Action item: Where does the string "Mutex" occur in the entries below? Copy every line where it does.

========================================

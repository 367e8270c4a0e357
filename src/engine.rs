//! Query execution: the storage capability trait, cancellation, and the
//! engine that ties parsing, planning, rendering, and materialization into
//! one bounded round trip per request.

use std::sync::atomic::{AtomicBool, Ordering};
use std::sync::{Arc, Mutex};

use tracing::{debug, warn};

use crate::dialect::Dialect;
use crate::error::Result;
use crate::materialize::{QueryResult, RowSet, materialize};
use crate::plan::{QueryRequest, plan};
use crate::schema::SchemaRegistry;
use crate::sql::render;
use crate::value::SqlValue;

/// The narrow capability the engine requires from storage. The concrete SQL
/// dialect and driver are entirely hidden behind this trait.
pub trait Executor {
    fn dialect(&self) -> Dialect;

    /// Executes one parameterized statement over one connection acquired for
    /// the duration of the call and released on all paths.
    fn execute(
        &self,
        sql: &str,
        params: &[SqlValue],
        cancel: Option<&CancelToken>,
    ) -> Result<RowSet>;
}

type AbortHook = Box<dyn Fn() + Send>;

#[derive(Default)]
struct CancelInner {
    raised: AtomicBool,
    abort: Mutex<Option<AbortHook>>,
}

/// Clonable cancellation signal. Raising it aborts the in-flight statement
/// and the query fails with a cancellation outcome instead of a data result.
#[derive(Clone, Default)]
pub struct CancelToken {
    inner: Arc<CancelInner>,
}

impl CancelToken {
    pub fn new() -> Self {
        Self::default()
    }

    pub fn cancel(&self) {
        self.inner.raised.store(true, Ordering::SeqCst);
        if let Ok(hook) = self.inner.abort.lock()
            && let Some(abort) = hook.as_ref()
        {
            abort();
        }
    }

    pub fn is_cancelled(&self) -> bool {
        self.inner.raised.load(Ordering::SeqCst)
    }

    /// Installed by drivers for the duration of a statement so that `cancel`
    /// can interrupt it mid-flight.
    pub(crate) fn set_abort_hook(&self, hook: AbortHook) {
        if let Ok(mut slot) = self.inner.abort.lock() {
            *slot = Some(hook);
        }
    }

    pub(crate) fn clear_abort_hook(&self) {
        if let Ok(mut slot) = self.inner.abort.lock() {
            *slot = None;
        }
    }
}

/// The engine: a process-wide registry plus a storage capability. Each call
/// plans with a fresh, non-shared plan, so no locking happens at this layer.
pub struct Engine<E> {
    registry: Arc<SchemaRegistry>,
    executor: E,
}

impl<E: Executor> Engine<E> {
    pub fn new(registry: Arc<SchemaRegistry>, executor: E) -> Self {
        Self { registry, executor }
    }

    pub fn registry(&self) -> &SchemaRegistry {
        &self.registry
    }

    /// Executes one fetch request. Failures surface through the result
    /// document (`success: false`), never as an error crossing this boundary.
    pub fn fetch(&self, request: &QueryRequest) -> QueryResult {
        self.fetch_with_cancel(request, None)
    }

    pub fn fetch_with_cancel(
        &self,
        request: &QueryRequest,
        cancel: Option<&CancelToken>,
    ) -> QueryResult {
        match self.run(request, cancel) {
            Ok(result) => result,
            Err(error) => QueryResult::failure(&error),
        }
    }

    fn run(&self, request: &QueryRequest, cancel: Option<&CancelToken>) -> Result<QueryResult> {
        let plan = plan(&self.registry, self.executor.dialect(), request)?;
        for warning in &plan.warnings {
            warn!(entity = %plan.primary.name, "{warning}");
        }

        let (sql, params) = render(&plan);
        debug!(sql = %sql, params = params.len(), "graphfetch.query");

        let rows = self.executor.execute(&sql, &params, cancel)?;
        Ok(materialize(&plan, &rows))
    }
}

========================================

Written answer:
use std::sync::{Arc, Mutex};
    abort: Mutex<Option<AbortHook>>,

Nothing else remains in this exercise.